Exercise inputs
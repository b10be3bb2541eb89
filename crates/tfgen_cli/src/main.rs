//! tfgen CLI - Main entry point.
//!
//! Exit codes:
//! - 0: Success
//! - 1: General error
//! - 2: Invalid arguments or configuration
//! - 3: Schema error
//! - 4: Generation error

use std::process::ExitCode;

use clap::Parser;
use tracing_subscriber::{filter::LevelFilter, fmt, prelude::*, EnvFilter};

use tfgen_codegen::CodegenError;
use tfgen_schema::SchemaError;

mod commands;

use commands::{Cli, Commands};

/// CI-friendly exit codes
pub struct ExitCodes;

impl ExitCodes {
    pub const SUCCESS: u8 = 0;
    pub const GENERAL_ERROR: u8 = 1;
    pub const INVALID_CONFIG: u8 = 2;
    pub const SCHEMA_ERROR: u8 = 3;
    pub const GENERATION_ERROR: u8 = 4;
}

fn main() -> ExitCode {
    let cli = Cli::parse();

    if init_logging(cli.log_level()).is_err() {
        // Logging already initialized, continue
    }

    let result = match cli.command {
        Commands::Generate(args) => commands::generate::execute(args),
        Commands::Inspect(args) => commands::inspect::execute(args),
    };

    match result {
        Ok(()) => ExitCode::from(ExitCodes::SUCCESS),
        Err(e) => {
            let exit_code = categorize_error(&e);
            eprintln!("❌ Error: {:#}", e);
            ExitCode::from(exit_code)
        }
    }
}

fn init_logging(level: &str) -> anyhow::Result<()> {
    let filter = EnvFilter::builder()
        .with_default_directive(LevelFilter::WARN.into())
        .from_env()?
        .add_directive(format!("tfgen={}", level).parse()?);

    tracing_subscriber::registry()
        .with(fmt::layer().with_target(false))
        .with(filter)
        .try_init()?;
    Ok(())
}

/// Categorize error to determine exit code
fn categorize_error(e: &anyhow::Error) -> u8 {
    for cause in e.chain() {
        if let Some(err) = cause.downcast_ref::<CodegenError>() {
            return codegen_exit_code(err);
        }
        if let Some(err) = cause.downcast_ref::<SchemaError>() {
            return schema_exit_code(err);
        }
    }
    ExitCodes::GENERAL_ERROR
}

fn schema_exit_code(err: &SchemaError) -> u8 {
    match err {
        SchemaError::PolicyConflict(_) => ExitCodes::INVALID_CONFIG,
        _ => ExitCodes::SCHEMA_ERROR,
    }
}

fn codegen_exit_code(err: &CodegenError) -> u8 {
    match err {
        CodegenError::Schema(inner) => schema_exit_code(inner),
        CodegenError::InvalidConfig(_)
        | CodegenError::UnsupportedConfigFormat(_)
        | CodegenError::Yaml(_)
        | CodegenError::Toml(_) => ExitCodes::INVALID_CONFIG,
        CodegenError::UnknownTerraformType { .. } | CodegenError::NoProviderVersions(_) => {
            ExitCodes::GENERATION_ERROR
        }
        CodegenError::Io(_) | CodegenError::Json(_) => ExitCodes::GENERAL_ERROR,
    }
}

#[cfg(test)]
mod tests {
    use super::*;
    use anyhow::Context;

    fn exit_code(err: impl Into<anyhow::Error>) -> u8 {
        categorize_error(&err.into())
    }

    #[test]
    fn test_config_errors() {
        assert_eq!(
            exit_code(CodegenError::InvalidConfig("bad provider".into())),
            ExitCodes::INVALID_CONFIG
        );
        assert_eq!(
            exit_code(CodegenError::Schema(SchemaError::PolicyConflict(vec!["etag".into()]))),
            ExitCodes::INVALID_CONFIG
        );
    }

    #[test]
    fn test_schema_and_generation_errors() {
        assert_eq!(
            exit_code(SchemaError::MissingNestingMode("template".into())),
            ExitCodes::SCHEMA_ERROR
        );
        assert_eq!(
            exit_code(CodegenError::Schema(SchemaError::ResourceNotFound {
                provider: "hashicorp/google".into(),
                resource: "google_thing".into(),
            })),
            ExitCodes::SCHEMA_ERROR
        );
        assert_eq!(
            exit_code(CodegenError::UnknownTerraformType {
                field: "rules".into(),
                typ: "map(block({}))".into(),
            }),
            ExitCodes::GENERATION_ERROR
        );
    }

    #[test]
    fn test_context_is_looked_through() {
        let result: Result<(), CodegenError> = Err(CodegenError::NoProviderVersions("hashicorp/google".into()));
        let err = result.context("Failed to resolve provider version").unwrap_err();
        assert_eq!(categorize_error(&err), ExitCodes::GENERATION_ERROR);

        assert_eq!(categorize_error(&anyhow::anyhow!("boom")), ExitCodes::GENERAL_ERROR);
    }
}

To do
Having read the entries, output all of them verbatim.

Answer section
repository b10be3bb2541eb89
filename crates/tfgen_cli/src/main.rs
//! tfgen CLI - Main entry point.
//!
//! Exit codes:
//! - 0: Success
//! - 1: General error
//! - 2: Invalid arguments or configuration
//! - 3: Schema error
//! - 4: Generation error

use std::process::ExitCode;

use clap::Parser;
use tracing_subscriber::{filter::LevelFilter, fmt, prelude::*, EnvFilter};

use tfgen_codegen::CodegenError;
use tfgen_schema::SchemaError;

mod commands;

use commands::{Cli, Commands};

/// CI-friendly exit codes
pub struct ExitCodes;

impl ExitCodes {
    pub const SUCCESS: u8 = 0;
    pub const GENERAL_ERROR: u8 = 1;
    pub const INVALID_CONFIG: u8 = 2;
    pub const SCHEMA_ERROR: u8 = 3;
    pub const GENERATION_ERROR: u8 = 4;
}

fn main() -> ExitCode {
    let cli = Cli::parse();

    if init_logging(cli.log_level()).is_err() {
        // Logging already initialized, continue
    }

    let result = match cli.command {
        Commands::Generate(args) => commands::generate::execute(args),
        Commands::Inspect(args) => commands::inspect::execute(args),
    };

    match result {
        Ok(()) => ExitCode::from(ExitCodes::SUCCESS),
        Err(e) => {
            let exit_code = categorize_error(&e);
            eprintln!("❌ Error: {:#}", e);
            ExitCode::from(exit_code)
        }
    }
}

fn init_logging(level: &str) -> anyhow::Result<()> {
    let filter = EnvFilter::builder()
        .with_default_directive(LevelFilter::WARN.into())
        .from_env()?
        .add_directive(format!("tfgen={}", level).parse()?);

    tracing_subscriber::registry()
        .with(fmt::layer().with_target(false))
        .with(filter)
        .try_init()?;
    Ok(())
}

/// Categorize error to determine exit code
fn categorize_error(e: &anyhow::Error) -> u8 {
    for cause in e.chain() {
        if let Some(err) = cause.downcast_ref::<CodegenError>() {
            return codegen_exit_code(err);
        }
        if let Some(err) = cause.downcast_ref::<SchemaError>() {
            return schema_exit_code(err);
        }
    }
    ExitCodes::GENERAL_ERROR
}

fn schema_exit_code(err: &SchemaError) -> u8 {
    match err {
        SchemaError::PolicyConflict(_) => ExitCodes::INVALID_CONFIG,
        _ => ExitCodes::SCHEMA_ERROR,
    }
}

fn codegen_exit_code(err: &CodegenError) -> u8 {
    match err {
        CodegenError::Schema(inner) => schema_exit_code(inner),
        CodegenError::InvalidConfig(_)
        | CodegenError::UnsupportedConfigFormat(_)
        | CodegenError::Yaml(_)
        | CodegenError::Toml(_) => ExitCodes::INVALID_CONFIG,
        CodegenError::UnknownTerraformType { .. } | CodegenError::NoProviderVersions(_) => {
            ExitCodes::GENERATION_ERROR
        }
        CodegenError::Io(_) | CodegenError::Json(_) => ExitCodes::GENERAL_ERROR,
    }
}

#[cfg(test)]
mod tests {
    use super::*;
    use anyhow::Context;

    fn exit_code(err: impl Into<anyhow::Error>) -> u8 {
        categorize_error(&err.into())
    }

    #[test]
    fn test_config_errors() {
        assert_eq!(
            exit_code(CodegenError::InvalidConfig("bad provider".into())),
            ExitCodes::INVALID_CONFIG
        );
        assert_eq!(
            exit_code(CodegenError::Schema(SchemaError::PolicyConflict(vec!["etag".into()]))),
            ExitCodes::INVALID_CONFIG
        );
    }

    #[test]
    fn test_schema_and_generation_errors() {
        assert_eq!(
            exit_code(SchemaError::MissingNestingMode("template".into())),
            ExitCodes::SCHEMA_ERROR
        );
        assert_eq!(
            exit_code(CodegenError::Schema(SchemaError::ResourceNotFound {
                provider: "hashicorp/google".into(),
                resource: "google_thing".into(),
            })),
            ExitCodes::SCHEMA_ERROR
        );
        assert_eq!(
            exit_code(CodegenError::UnknownTerraformType {
                field: "rules".into(),
                typ: "map(block({}))".into(),
            }),
            ExitCodes::GENERATION_ERROR
        );
    }

    #[test]
    fn test_context_is_looked_through() {
        let result: Result<(), CodegenError> = Err(CodegenError::NoProviderVersions("hashicorp/google".into()));
        let err = result.context("Failed to resolve provider version").unwrap_err();
        assert_eq!(categorize_error(&err), ExitCodes::GENERATION_ERROR);

        assert_eq!(categorize_error(&anyhow::anyhow!("boom")), ExitCodes::GENERAL_ERROR);
    }
}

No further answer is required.